Exercise details >> State the number of lines in the material below that hold "display", and add nothing to it.
Start of Block
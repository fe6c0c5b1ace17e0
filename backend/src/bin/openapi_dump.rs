//! Print or write the OpenAPI document.

use std::io::Write;
use std::path::{Path, PathBuf};

use cap_std::{ambient_authority, fs::Dir};
use clap::{Parser, ValueEnum};
use color_eyre::eyre::{Context, Result, eyre};
use tracker_backend::doc::ApiDoc;
use utoipa::OpenApi;

#[derive(Debug, Clone, Copy, ValueEnum)]
enum Format {
    Json,
    Yaml,
}

/// `openapi-dump` command arguments.
#[derive(Debug, Parser)]
#[command(
    name = "openapi-dump",
    about = "Render the tracker OpenAPI document",
    version
)]
struct CliArgs {
    #[arg(long, value_enum, default_value = "json")]
    format: Format,
    /// Write to this file instead of standard output.
    #[arg(long, value_name = "path")]
    output: Option<PathBuf>,
}

fn render(format: Format) -> Result<String> {
    let document = ApiDoc::openapi();
    match format {
        Format::Json => document
            .to_pretty_json()
            .wrap_err("failed to serialise the OpenAPI document as JSON"),
        Format::Yaml => document
            .to_yaml()
            .wrap_err("failed to serialise the OpenAPI document as YAML"),
    }
}

fn write_file(path: &Path, contents: &str) -> Result<()> {
    let parent = match path.parent() {
        Some(parent) if !parent.as_os_str().is_empty() => parent,
        _ => Path::new("."),
    };
    let file_name = path
        .file_name()
        .ok_or_else(|| eyre!("output path {} does not name a file", path.display()))?;
    let dir = Dir::open_ambient_dir(parent, ambient_authority())
        .wrap_err_with(|| format!("failed to open {}", parent.display()))?;
    dir.write(Path::new(file_name), contents)
        .wrap_err_with(|| format!("failed to write {}", path.display()))
}

fn main() -> Result<()> {
    color_eyre::install()?;
    let args = CliArgs::parse();
    let document = render(args.format)?;
    match args.output {
        Some(path) => write_file(&path, &document),
        None => {
            let mut stdout = std::io::stdout().lock();
            writeln!(stdout, "{document}").wrap_err("failed to write to stdout")
        }
    }
}
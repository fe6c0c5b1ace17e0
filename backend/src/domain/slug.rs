//! Slug generation for projects, roles and statuses.

/// Lowercase, ASCII-transliterated, hyphen-joined form of `text`.
///
/// # Examples
/// ```
/// use tracker_backend::domain::slugify;
///
/// assert_eq!(slugify("test-漢字"), "test-han-zi");
/// assert_eq!(slugify("  Ready for Test "), "ready-for-test");
/// ```
pub fn slugify(text: &str) -> String {
    slug::slugify(text)
}

/// Candidate slugs for `base`: `base`, then `base-1`, `base-2`, ...
///
/// Callers take the first candidate that is not in use.
pub fn slug_candidates(base: &str) -> impl Iterator<Item = String> + '_ {
    std::iter::once(base.to_owned()).chain((1_u32..).map(move |n| format!("{base}-{n}")))
}

#[cfg(test)]
mod tests {
    use super::*;
    use rstest::rstest;

    #[rstest]
    #[case("test-漢字", "test-han-zi")]
    #[case("Ada Lovelace's Project", "ada-lovelace-s-project")]
    #[case("already-a-slug", "already-a-slug")]
    fn slugify_transliterates_and_joins(#[case] input: &str, #[case] expected: &str) {
        assert_eq!(slugify(input), expected);
    }

    #[rstest]
    fn candidates_append_increasing_suffixes() {
        let first: Vec<_> = slug_candidates("demo").take(3).collect();
        assert_eq!(first, ["demo", "demo-1", "demo-2"]);
    }
}
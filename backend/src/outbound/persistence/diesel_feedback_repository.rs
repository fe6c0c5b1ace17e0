//! PostgreSQL-backed feedback and project template repositories.

use async_trait::async_trait;
use diesel::prelude::*;
use diesel_async::RunQueryDsl;

use crate::domain::ports::{FeedbackRepository, RepositoryError, TemplateRepository};
use crate::domain::{Email, FeedbackEntry, FeedbackId, NewFeedback, ProjectTemplate};

use super::diesel_helpers::{collect_rows, invalid_row, map_diesel_error, map_pool_error};
use super::models::{FeedbackRow, NewFeedbackRow, TemplateRow};
use super::pool::DbPool;
use super::schema::{feedback_entries, project_templates};

/// Diesel-backed implementation of the `FeedbackRepository` port.
#[derive(Clone)]
pub struct DieselFeedbackRepository {
    pool: DbPool,
}

impl DieselFeedbackRepository {
    /// Create a repository over `pool`.
    pub fn new(pool: DbPool) -> Self {
        Self { pool }
    }
}

/// Diesel-backed implementation of the `TemplateRepository` port.
///
/// Only user-created templates live here; built-in ones are added by the
/// service.
#[derive(Clone)]
pub struct DieselTemplateRepository {
    pool: DbPool,
}

impl DieselTemplateRepository {
    pub fn new(pool: DbPool) -> Self {
        Self { pool }
    }
}

fn row_to_feedback(row: FeedbackRow) -> Result<FeedbackEntry, RepositoryError> {
    let email = Email::new(&row.email).map_err(|err| invalid_row("feedback_entries", err))?;
    Ok(FeedbackEntry {
        id: FeedbackId::new(row.id),
        full_name: row.full_name,
        email,
        comment: row.comment,
        created_date: row.created_date,
    })
}

fn template_to_row(template: &ProjectTemplate) -> Result<TemplateRow, RepositoryError> {
    let encode = |value: serde_json::Result<serde_json::Value>| {
        value.map_err(|err| RepositoryError::query(format!("template serialisation failed: {err}")))
    };
    Ok(TemplateRow {
        slug: template.slug.clone(),
        name: template.name.clone(),
        description: template.description.clone(),
        created_date: template.created_date,
        default_owner_role: template.default_owner_role.clone(),
        default_us_status: template.default_us_status.clone(),
        default_issue_status: template.default_issue_status.clone(),
        us_statuses: encode(serde_json::to_value(&template.us_statuses))?,
        issue_statuses: encode(serde_json::to_value(&template.issue_statuses))?,
        roles: encode(serde_json::to_value(&template.roles))?,
        default_task_status: template.default_task_status.clone(),
        task_statuses: encode(serde_json::to_value(&template.task_statuses))?,
    })
}

fn row_to_template(row: TemplateRow) -> Result<ProjectTemplate, RepositoryError> {
    let decode = |err: serde_json::Error| invalid_row("project_templates", err);
    Ok(ProjectTemplate {
        slug: row.slug,
        name: row.name,
        description: row.description,
        created_date: row.created_date,
        default_owner_role: row.default_owner_role,
        default_us_status: row.default_us_status,
        default_task_status: row.default_task_status,
        default_issue_status: row.default_issue_status,
        us_statuses: serde_json::from_value(row.us_statuses).map_err(decode)?,
        task_statuses: serde_json::from_value(row.task_statuses).map_err(decode)?,
        issue_statuses: serde_json::from_value(row.issue_statuses).map_err(decode)?,
        roles: serde_json::from_value(row.roles).map_err(decode)?,
    })
}

#[async_trait]
impl FeedbackRepository for DieselFeedbackRepository {
    async fn create(&self, feedback: NewFeedback) -> Result<FeedbackEntry, RepositoryError> {
        let mut conn = self.pool.get().await.map_err(map_pool_error)?;
        let row = NewFeedbackRow {
            full_name: &feedback.full_name,
            email: feedback.email.as_str(),
            comment: &feedback.comment,
            created_date: feedback.created_date,
        };
        let stored: FeedbackRow = diesel::insert_into(feedback_entries::table)
            .values(&row)
            .returning(FeedbackRow::as_returning())
            .get_result(&mut conn)
            .await
            .map_err(map_diesel_error)?;
        row_to_feedback(stored)
    }
}

#[async_trait]
impl TemplateRepository for DieselTemplateRepository {
    async fn list(&self) -> Result<Vec<ProjectTemplate>, RepositoryError> {
        let mut conn = self.pool.get().await.map_err(map_pool_error)?;
        let rows: Vec<TemplateRow> = project_templates::table
            .select(TemplateRow::as_select())
            .order_by(project_templates::slug)
            .load(&mut conn)
            .await
            .map_err(map_diesel_error)?;
        collect_rows(rows, row_to_template)
    }

    async fn find_by_slug(&self, slug: &str) -> Result<Option<ProjectTemplate>, RepositoryError> {
        let mut conn = self.pool.get().await.map_err(map_pool_error)?;
        let row: Option<TemplateRow> = project_templates::table
            .find(slug)
            .select(TemplateRow::as_select())
            .first(&mut conn)
            .await
            .optional()
            .map_err(map_diesel_error)?;
        row.map(row_to_template).transpose()
    }

    async fn create(&self, template: &ProjectTemplate) -> Result<(), RepositoryError> {
        let row = template_to_row(template)?;
        let mut conn = self.pool.get().await.map_err(map_pool_error)?;
        diesel::insert_into(project_templates::table)
            .values(&row)
            .execute(&mut conn)
            .await
            .map(|_| ())
            .map_err(map_diesel_error)
    }
}

#[cfg(test)]
mod tests {
    use super::*;
    use rstest::rstest;
    use serde_json::json;

    #[rstest]
    fn builtin_templates_fit_the_row_shape() {
        for template in ProjectTemplate::builtin() {
            let row = template_to_row(&template).expect("row");

            assert_eq!(row_to_template(row).expect("template"), template);
        }
    }

    #[rstest]
    fn malformed_role_documents_are_query_errors() {
        let mut row = template_to_row(&ProjectTemplate::builtin()[0]).expect("row");
        row.roles = json!({"name": "not a list"});

        let error = row_to_template(row).expect_err("invalid roles");

        assert!(matches!(error, RepositoryError::Query { .. }));
    }
}
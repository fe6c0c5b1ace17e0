//! Shared request parsing helpers for inbound HTTP adapters.

use std::collections::BTreeSet;

use serde::de::DeserializeOwned;
use serde_json::{Map, Value};

use crate::domain::Error;

/// Partial update body split into the keys the client sent and their typed
/// form.
///
/// Optimistic concurrency compares the sent keys against recent history, so
/// the raw key set has to survive deserialisation.
#[derive(Debug)]
pub(crate) struct Patch<T> {
    pub fields: BTreeSet<String>,
    pub version: Option<Value>,
    pub body: T,
}

impl<T: DeserializeOwned> Patch<T> {
    /// Split a JSON object into its key set and typed body.
    ///
    /// # Errors
    /// Returns an invalid-request error when the object does not match `T`.
    pub(crate) fn parse(object: Map<String, Value>) -> Result<Self, Error> {
        let fields = object.keys().cloned().collect();
        let version = object.get("version").cloned();
        let body = serde_json::from_value(Value::Object(object))
            .map_err(|err| Error::invalid_request(format!("Invalid JSON body: {err}")))?;
        Ok(Self {
            fields,
            version,
            body,
        })
    }
}

/// Parse a `0|1|true|false` query flag.
///
/// # Errors
/// Returns an invalid-request error naming `field` for any other value.
pub(crate) fn parse_flag(field: &str, raw: &str) -> Result<bool, Error> {
    match raw.trim().to_ascii_lowercase().as_str() {
        "1" | "true" => Ok(true),
        "0" | "false" => Ok(false),
        _ => Err(Error::invalid_field(
            field,
            "invalid_flag",
            format!("{field} must be one of 0, 1, true or false"),
        )),
    }
}

/// Require an optional payload field.
///
/// # Errors
/// Returns an invalid-request error naming `field` when it is absent.
pub(crate) fn required<T>(field: &str, value: Option<T>) -> Result<T, Error> {
    value.ok_or_else(|| {
        Error::invalid_field(field, "required", format!("{field}: This field is required."))
    })
}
End of Block
Response below >> 3